A team of astronomers from the European Southern Observatory (ESO) have released some new observations of galaxies that look like colorful explosions of fireworks in the sky. The images were obtained using the ESL Very Large Telescope (VLT) and show different components of each galaxy in distinct colors. The multiple colors allow astronomers to pinpoint the locations of young stars and the warm gas they produce around them.
Data gathered in the observations was compared with data taken from ALMA in an attempt to learn more about what triggers gas to form stars. Astronomers know stars are born in clouds of gas, but the exact processes that start star formation are a mystery. Researchers are observing various nearby galaxies using powerful telescopes both on the ground and in space, looking for regions involved in the birthing of stars.

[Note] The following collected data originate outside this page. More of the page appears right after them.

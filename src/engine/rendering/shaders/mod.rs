//! Shaders compiled into the crate.

/// Vertex and pixel stage for [`Vertex3D`](crate::core::Vertex3D) meshes, transformed by
/// a [`Wvp`](crate::rendering::Wvp) constant buffer at group 0, binding 0.
pub const MESH_SHADER: &str = include_str!("mesh.wgsl");

#[cfg(test)]
mod tests {
    use super::*;
    use crate::core::Vertex3D;
    use crate::rendering::resources::{InputLayout, parse_module};

    macro_rules! test_shader {
        ($fn_name:ident => $source:expr) => {
            #[test]
            fn $fn_name() {
                parse_module($source.as_bytes()).unwrap();
            }
        };
    }

    test_shader!(mesh_shader_validates => MESH_SHADER);

    #[test]
    fn mesh_shader_matches_vertex_layout() {
        let module = parse_module(MESH_SHADER.as_bytes()).unwrap();
        let layout = InputLayout::reflect(&module, Some("vs_main")).unwrap();

        assert_eq!(layout.stride(), Vertex3D::STRIDE as u64);
        assert_eq!(
            layout.attributes(),
            Vertex3D::continuous_descriptor().attributes
        );
    }
}
impl Renderer {
    pub fn new(desc: RendererDesc) -> Result<Renderer> {
        let device = GraphicsDevice::create(&desc.device).context(DeviceErr)?;
        let target = RenderTarget::create(&device, &desc.target).context(SwapChainErr)?;

        let (depth_texture, depth_view) =
            create_depth_target(device.device(), target.width(), target.height());

        let factory = ResourceFactory::new(&device);
        let wvp_buffer = factory
            .create_constant_buffer_with(&Wvp::default())
            .context(BufferErr)?;
        let wvp_binding = ConstantBinding::new(&device, &wvp_buffer, "WVP");

        let pipeline_layout = device
            .device()
            .create_pipeline_layout(&PipelineLayoutDescriptor {
                label: Some("Mesh Pipeline Layout"),
                bind_group_layouts: &[wvp_binding.layout()],
                immediate_size: 0,
            });

        let mesh_vs = factory
            .create_shader_from_bytes(
                ShaderKind::Vertex,
                MESH_SHADER.as_bytes().to_vec(),
                Some("Mesh Vertex Shader"),
            )
            .context(ShaderErr)?;
        let mesh_ps = factory
            .create_shader_from_bytes(
                ShaderKind::Pixel,
                MESH_SHADER.as_bytes().to_vec(),
                Some("Mesh Pixel Shader"),
            )
            .context(ShaderErr)?;

        info!(
            "Renderer ready at {}x{}",
            target.width(),
            target.height()
        );

        Ok(Renderer {
            target,
            depth_texture,
            depth_view,
            wvp_buffer,
            wvp_binding,
            pipeline_layout,
            pipelines: PipelineCache::default(),
            mesh_vs: Arc::new(mesh_vs),
            mesh_ps: Arc::new(mesh_ps),
            vertex_shader: None,
            pixel_shader: None,
            viewport: None,
            clear_color: desc.clear_color,
            printed_errors: 0,
            draw_calls: 0,
            device,
        })
    }

    #[inline]
    pub fn device(&self) -> &GraphicsDevice {
        &self.device
    }

    pub fn resource_factory(&self) -> ResourceFactory<'_> {
        ResourceFactory::new(&self.device)
    }

    #[inline]
    pub fn target(&self) -> &RenderTarget {
        &self.target
    }

    /// The window swap chain, `None` when rendering offscreen.
    #[inline]
    pub fn swap_chain(&self) -> Option<&SwapChain> {
        self.target.swap_chain()
    }

    #[inline]
    pub fn swap_chain_mut(&mut self) -> Option<&mut SwapChain> {
        self.target.swap_chain_mut()
    }

    /// The constant buffer holding the matrices of the last draw.
    #[inline]
    pub fn wvp_buffer(&self) -> &ConstantBuffer<Wvp> {
        &self.wvp_buffer
    }

    /// Meshes drawn since the last [`Renderer::begin_frame`].
    #[inline]
    pub fn draw_calls(&self) -> u32 {
        self.draw_calls
    }

    #[inline]
    pub fn clear_color(&self) -> Color {
        self.clear_color
    }

    pub fn set_clear_color(&mut self, color: Color) {
        self.clear_color = color;
    }

    /// Unbinds all shaders and forgets built pipelines. Draws fall back to the built-in
    /// mesh shaders and the full-target viewport.
    pub fn clear_state(&mut self) {
        self.vertex_shader = None;
        self.pixel_shader = None;
        self.viewport = None;
        self.pipelines.clear();
    }

    /// Acquires the back buffer for this frame.
    pub fn begin_frame(&mut self) -> Result<()> {
        self.target.acquire(&self.device).context(SwapChainErr)?;
        self.draw_calls = 0;
        Ok(())
    }

    /// Clears the back buffer to `color` and the depth target to the far plane.
    pub fn clear_back_buffer(&mut self, color: Color) -> Result<()> {
        let view = self.back_buffer_view()?;

        let mut encoder =
            self.device
                .device()
                .create_command_encoder(&CommandEncoderDescriptor {
                    label: Some("Clear Encoder"),
                });
        encoder.begin_render_pass(&RenderPassDescriptor {
            label: Some("Clear Pass"),
            color_attachments: &[Some(RenderPassColorAttachment {
                view,
                depth_slice: None,
                resolve_target: None,
                ops: Operations {
                    load: LoadOp::Clear(color),
                    store: StoreOp::Store,
                },
            })],
            depth_stencil_attachment: Some(RenderPassDepthStencilAttachment {
                view: &self.depth_view,
                depth_ops: Some(Operations {
                    load: LoadOp::Clear(1.0),
                    store: StoreOp::Store,
                }),
                stencil_ops: None,
            }),
            timestamp_writes: None,
            occlusion_query_set: None,
            multiview_mask: None,
        });

        self.device.queue().submit(Some(encoder.finish()));
        Ok(())
    }

    fn back_buffer_view(&self) -> Result<&TextureView> {
        match self.target.view() {
            Some(view) => Ok(view),
            None => NoFrameErr {
                code: ErrorCode::INVALID_ARGUMENT,
                message: "begin_frame was not called",
            }
            .fail(),
        }
    }

    /// Restricts following draws to `viewport`.
    pub fn set_viewport(&mut self, viewport: Viewport) {
        self.viewport = Some(viewport);
    }

    pub fn viewport(&self) -> Viewport {
        self.viewport.unwrap_or_else(|| {
            Viewport::full(self.target.width(), self.target.height())
        })
    }

    /// Binds a vertex or pixel shader for following draws. Stages without a render
    /// pipeline slot are accepted and ignored.
    pub fn set_shader(&mut self, shader: Arc<Shader>) -> Result<(), ShaderError> {
        if !shader.is_valid() {
            return BindingFailedErr {
                code: ErrorCode::INVALID_ARGUMENT,
                message: format!("{} shader is not valid", shader.kind()),
            }
            .fail();
        }

        let id = shader.id();
        let replaced = match shader.kind() {
            ShaderKind::Vertex => self.vertex_shader.replace(shader),
            ShaderKind::Pixel => self.pixel_shader.replace(shader),
            kind @ (ShaderKind::Compute
            | ShaderKind::Geometry
            | ShaderKind::Domain
            | ShaderKind::Hull) => {
                warn!("{kind} shaders have no render pipeline stage, ignoring");
                None
            }
        };

        if let Some(old) = replaced.filter(|old| old.id() != id) {
            let evicted = self.pipelines.evict_shader(old.id());
            debug!("Replaced {} shader, dropped {evicted} pipelines", old.kind());
        }
        Ok(())
    }

    #[inline]
    pub fn pipeline_count(&self) -> usize {
        self.pipelines.len()
    }

    pub fn update_constant_buffer<T: Pod>(&self, buffer: &ConstantBuffer<T>, value: &T) -> Result<()> {
        buffer.update(&self.device, value).context(BufferErr)
    }

    /// Draws `mesh` with the bound shaders and the current WVP constant buffer contents.
    pub fn draw_mesh(&mut self, mesh: &Mesh) -> Result<()> {
        if !mesh.is_valid() {
            return InvalidMeshErr {
                code: ErrorCode::INVALID_ARGUMENT,
                message: "mesh has no vertices or indices",
            }
            .fail();
        }

        let viewport = self.viewport();
        let view = match self.target.view() {
            Some(view) => view,
            None => {
                return NoFrameErr {
                    code: ErrorCode::INVALID_ARGUMENT,
                    message: "begin_frame was not called",
                }
                .fail();
            }
        };

        let vs = self.vertex_shader.as_ref().unwrap_or(&self.mesh_vs);
        let ps = self.pixel_shader.as_ref().unwrap_or(&self.mesh_ps);
        let format = self.target.format();
        let key = PipelineKey::new(vs, ps, mesh, format);

        let layout = &self.pipeline_layout;
        let device = &self.device;
        let pipeline = self
            .pipelines
            .get_or_build(key, || {
                RenderPipelineBuilder::mesh(layout, vs, ps, mesh, format).build(device.device())
            })
            .context(ShaderErr)?;

        let mut encoder = device
            .device()
            .create_command_encoder(&CommandEncoderDescriptor {
                label: Some("Mesh Encoder"),
            });
        {
            let mut pass = encoder.begin_render_pass(&RenderPassDescriptor {
                label: Some("Mesh Pass"),
                color_attachments: &[Some(RenderPassColorAttachment {
                    view,
                    depth_slice: None,
                    resolve_target: None,
                    ops: Operations {
                        load: LoadOp::Load,
                        store: StoreOp::Store,
                    },
                })],
                depth_stencil_attachment: Some(RenderPassDepthStencilAttachment {
                    view: &self.depth_view,
                    depth_ops: Some(Operations {
                        load: LoadOp::Load,
                        store: StoreOp::Store,
                    }),
                    stencil_ops: None,
                }),
                timestamp_writes: None,
                occlusion_query_set: None,
                multiview_mask: None,
            });

            pass.set_pipeline(pipeline);
            pass.set_bind_group(0, self.wvp_binding.bind_group(), &[]);
            viewport.apply(&mut pass);
            mesh.draw(&mut pass);
        }

        device.queue().submit(Some(encoder.finish()));
        self.draw_calls += 1;
        Ok(())
    }

    /// Draws every visible node carrying an `Arc<Mesh>` or a [`Model`] property. A node
    /// with both draws its mesh first.
    pub fn render_scene(&mut self, scene: &SceneGraph, camera: &Camera) -> Result<()> {
        let mut draws = Vec::new();
        scene.for_each_visible(scene.root(), |_, node| {
            let world = node_world_matrix(node);
            if let Some(mesh) = node.property::<Arc<Mesh>>() {
                draws.push((mesh.clone(), world));
            }
            if let Some(model) = node.property::<Model>() {
                draws.extend(model.meshes().iter().map(|mesh| (mesh.clone(), world)));
            }
        });

        for (mesh, world) in draws {
            let wvp = Wvp::new(world, *camera.view_matrix(), *camera.projection_matrix());
            self.wvp_buffer.update(&self.device, &wvp).context(BufferErr)?;
            self.draw_mesh(&mesh)?;
        }
        Ok(())
    }

    pub fn present(&mut self) -> Result<()> {
        self.target.present().context(SwapChainErr)
    }

    /// Resizes the render target and the depth target. A zero extent, as reported for
    /// minimized windows, is ignored.
    pub fn resize(&mut self, width: u32, height: u32) -> Result<()> {
        if width == 0 || height == 0 {
            debug!("Ignoring resize to {width}x{height}");
            return Ok(());
        }

        self.target
            .resize(&self.device, width, height)
            .context(SwapChainErr)?;

        let (texture, view) = create_depth_target(self.device.device(), width, height);
        self.depth_texture = texture;
        self.depth_view = view;
        Ok(())
    }

    /// Blocks until the GPU finished all submitted work.
    pub fn flush(&self) {
        self.device.flush();
    }

    /// Renders and presents a whole frame. Failures are logged, up to a few in a row.
    pub fn render_frame(&mut self, scene: &SceneGraph, camera: &Camera) -> Result<()> {
        let result = self.render_frame_inner(scene, camera);

        match &result {
            Ok(()) => self.printed_errors = 0,
            Err(e) => {
                if self.printed_errors < MAX_PRINTED_ERRORS {
                    self.printed_errors += 1;
                    error!("{e}");
                    if self.printed_errors == MAX_PRINTED_ERRORS {
                        warn!("Suppressing further render errors until a frame succeeds");
                    }
                }
            }
        }
        result
    }

    fn render_frame_inner(&mut self, scene: &SceneGraph, camera: &Camera) -> Result<()> {
        self.begin_frame()?;
        self.clear_back_buffer(self.clear_color)?;
        self.render_scene(scene, camera)?;
        self.present()
    }
}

For the first time, astronomers can resolve individual units of star formation in a wide range of locations and environments. The samples of galaxies being studied present different types of galaxies scattered around the universe. Researchers have directly observed gas that gives birth to stars and see the young stars themselves.
They are also able to witness the evolution of stars through various phases. The image above was released by the researchers and represents the latest set of galactic scans taken using the MUSE instrument aboard the ESO VLT. The instrument is used to trace newborn stars and the warm gas around them. That gas is illuminated and heated up by the stars and is considered a smoking gun indicating ongoing star formation.
The images are being combined with observations of the same galaxies taken with ALMA released earlier this year. ALMA specializes in mapping cold gas clouds which are the parts of galaxies providing raw material for star formation. The combination of data allows astronomers to examine galactic regions where star formation is happening and compare that data to where star formation is expected.